SPECIFIC BETA-ESTRADIOL BINDING IN CARTILAGE AND SERUM FROM YOUNG MICE AND RATS IS AGE-DEPENDENT

Various studies have shown a direct effect of beta estradiol on cartilage and bone. Such effects point to the possibility that specific receptors to estradiol exist in the growth plate cartilage as well as in bone. H-3-estradiol specific binding (EB) was therefore investigated in the supernatant of cartilage homogenates from the epiphyses and ribs of young growing mice and rats. High levels of EB were observed in the cytosol fraction of cartilage homogenates in the late fetal stage and in young rats and mice. The EB levels decreased gradually from late fetal stage up to 14 days of age in both groups of animals independent of their sex. Nuclear binding of 3H estradiol was also demonstrated by autoradiography in the chondrocytes of proliferating and hypertrophic zones.
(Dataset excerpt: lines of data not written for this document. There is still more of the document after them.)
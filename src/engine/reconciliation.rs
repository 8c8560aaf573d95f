// ==========================================
// 注入数据稳定性核对 - 核对引擎
// ==========================================
// 职责: 依次运行活跃数据源的计数聚合,按产品类型求和合并
// 顺序: Warehouse -> PartitionedEngine -> LegacyRdbms（求和可交换,顺序不影响结果）
// 红线: 无状态单次执行,无重试,无中间状态持久化
// ==========================================

use crate::config::{ConfigResult, ConfigView, InjectionParams};
use crate::connector::{build_active_sources, SourceConnector};
use crate::domain::{
    union_product_types, CountMap, MergedCounts, ProductType, QueryWindow, SourceKind,
};
use crate::engine::aggregator::{CountAggregator, SourceOutcome};
use serde_json::{json, Value};
use tracing::{info, info_span, warn};
use uuid::Uuid;

// ==========================================
// ActiveSource - 活跃数据源
// ==========================================
pub struct ActiveSource {
    connector: Box<dyn SourceConnector>,
    product_types: Vec<ProductType>,
    window: QueryWindow,
}

impl ActiveSource {
    pub fn new(
        connector: Box<dyn SourceConnector>,
        product_types: Vec<ProductType>,
        window: QueryWindow,
    ) -> Self {
        Self {
            connector,
            product_types,
            window,
        }
    }

    pub fn kind(&self) -> SourceKind {
        self.connector.kind()
    }

    pub fn product_types(&self) -> &[ProductType] {
        &self.product_types
    }

    pub fn window(&self) -> &QueryWindow {
        &self.window
    }
}

// ==========================================
// ReconciliationReport - 核对结果
// ==========================================
#[derive(Debug, Clone)]
pub struct ReconciliationReport {
    pub run_id: Uuid,
    pub merged: MergedCounts,
    pub outcomes: Vec<SourceOutcome>,
}

impl ReconciliationReport {
    /// 报表行顺序（并集构造顺序）
    pub fn product_types(&self) -> &[ProductType] {
        self.merged.product_types()
    }

    pub fn outcome(&self, kind: SourceKind) -> Option<&SourceOutcome> {
        self.outcomes.iter().find(|o| o.source == kind)
    }

    pub fn failed_sources(&self) -> Vec<SourceKind> {
        self.outcomes
            .iter()
            .filter(|o| o.is_failed())
            .map(|o| o.source)
            .collect()
    }

    /// 摘要 JSON（--summary-json 输出）
    pub fn summary_json(&self) -> Value {
        let sources: Vec<Value> = self
            .outcomes
            .iter()
            .map(|o| {
                let mut counts: Vec<(ProductType, u64)> = o.counts.iter().collect();
                counts.sort();
                json!({
                    "source": o.source,
                    "outcome": o.status,
                    "product_types_completed": o.product_types_completed,
                    "counts": counts
                        .into_iter()
                        .map(|(p, n)| json!({ "product_type": p, "count": n }))
                        .collect::<Vec<_>>(),
                })
            })
            .collect();

        json!({
            "run_id": self.run_id.to_string(),
            "merged": self.merged.rows(),
            "sources": sources,
        })
    }
}

/// 合并多个数据源的计数
///
/// 键集合 = `product_types`（各活跃数据源配置列表的并集）
/// 值 = 各数据源对该键的计数之和,数据源未配置该键时按 0 计
pub fn merge_counts(product_types: Vec<ProductType>, sources: &[&CountMap]) -> MergedCounts {
    let mut merged = MergedCounts::zeroed(product_types);
    for counts in sources {
        merged.accumulate(counts);
    }
    merged
}

// ==========================================
// ReconciliationEngine
// ==========================================
pub struct ReconciliationEngine {
    sources: Vec<ActiveSource>,
}

impl ReconciliationEngine {
    /// 创建引擎（产品类型列表为空的数据源视为未激活）
    pub fn new(sources: Vec<ActiveSource>) -> Self {
        let sources = sources
            .into_iter()
            .filter(|s| {
                if s.product_types.is_empty() {
                    info!(source = %s.kind(), "产品类型列表为空,数据源未激活");
                    false
                } else {
                    true
                }
            })
            .collect();
        Self { sources }
    }

    /// 按配置装配引擎
    pub fn from_config(config: &ConfigView, injection: &InjectionParams) -> ConfigResult<Self> {
        Ok(Self::new(build_active_sources(config, injection)?))
    }

    pub fn active_sources(&self) -> Vec<SourceKind> {
        self.sources.iter().map(ActiveSource::kind).collect()
    }

    /// 并集产品类型（按数据源执行顺序、列表内顺序首次出现）
    pub fn product_types(&self) -> Vec<ProductType> {
        union_product_types(self.sources.iter().map(|s| s.product_types.as_slice()))
    }

    /// 执行一次核对
    pub fn run(&self) -> ReconciliationReport {
        let run_id = Uuid::new_v4();
        let span = info_span!("reconciliation", %run_id);
        let _enter = span.enter();

        info!(
            sources = ?self.active_sources(),
            "开始核对,活跃数据源 {} 个",
            self.sources.len()
        );

        let outcomes: Vec<SourceOutcome> = self
            .sources
            .iter()
            .map(|source| {
                CountAggregator::new(source.connector.as_ref())
                    .run(&source.product_types, &source.window)
            })
            .collect();

        let maps: Vec<&CountMap> = outcomes.iter().map(|o| &o.counts).collect();
        let merged = merge_counts(self.product_types(), &maps);

        let report = ReconciliationReport {
            run_id,
            merged,
            outcomes,
        };

        let failed = report.failed_sources();
        if !failed.is_empty() {
            warn!(failed_sources = ?failed, "部分数据源失败,其计数按 0 计入");
        }
        for row in report.merged.rows() {
            info!(
                product_type = %row.product_type,
                total_received = row.total_received,
                "合并结果"
            );
        }

        report
    }
}

#[cfg(test)]
mod tests {
    use super::*;

    fn map(entries: &[(i64, u64)]) -> CountMap {
        entries
            .iter()
            .map(|(p, n)| (ProductType::new(*p), *n))
            .collect()
    }

    fn pts(codes: &[i64]) -> Vec<ProductType> {
        codes.iter().map(|c| ProductType::new(*c)).collect()
    }

    #[test]
    fn test_merge_sums_per_key_with_default_zero() {
        let w = map(&[(1, 2)]);
        let e = map(&[(1, 1), (2, 4)]);
        let l = map(&[(2, 1)]);
        let merged = merge_counts(pts(&[1, 2]), &[&w, &e, &l]);

        assert_eq!(merged.get(ProductType::new(1)), 3);
        assert_eq!(merged.get(ProductType::new(2)), 5);
    }

    #[test]
    fn test_merge_is_order_independent() {
        let w = map(&[(1, 2), (3, 7)]);
        let e = map(&[(1, 1), (2, 4)]);
        let l = map(&[(2, 1), (3, 1)]);
        let keys = pts(&[1, 3, 2]);

        let forward = merge_counts(keys.clone(), &[&w, &e, &l]);
        let reverse = merge_counts(keys.clone(), &[&l, &e, &w]);
        let shuffled = merge_counts(keys, &[&e, &w, &l]);

        assert_eq!(forward, reverse);
        assert_eq!(forward, shuffled);
    }

    #[test]
    fn test_merge_without_sources_is_all_zero() {
        let merged = merge_counts(pts(&[5, 6]), &[]);
        assert_eq!(merged.rows().iter().map(|r| r.total_received).sum::<u64>(), 0);
        assert_eq!(merged.len(), 2);
    }

    #[test]
    fn test_empty_engine_produces_empty_report() {
        let engine = ReconciliationEngine::new(Vec::new());
        let report = engine.run();
        assert!(report.merged.is_empty());
        assert!(report.outcomes.is_empty());
        assert_eq!(report.summary_json()["merged"], json!([]));
    }
}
Estradiol binding was inhibited by high doses of unlabelled beta-estradiol, but not by alpha estradiol. Binding was also inhibited by tamoxifen and DES but not by testosterone. High levels of estradiol binding (EBS) were also observed in serum from young animals, but not in animals 2 months of age or older. Study of estradiol binding in cartilage and in serum of rats of the same age showed a significant difference in estradiol binding between these two systems. The difference in estradiol binding between serum and cartilage was seen in the response to inhibitors, Scatchard analysis, and temperature dependence. The results of our study imply that there are specific receptors for 17beta estradiol in growth plate cartilage; they originate from chondrocytes, and their amount decreases with age. The effects of estradiol on endochondral bone growth seems therefore to be receptor mediated.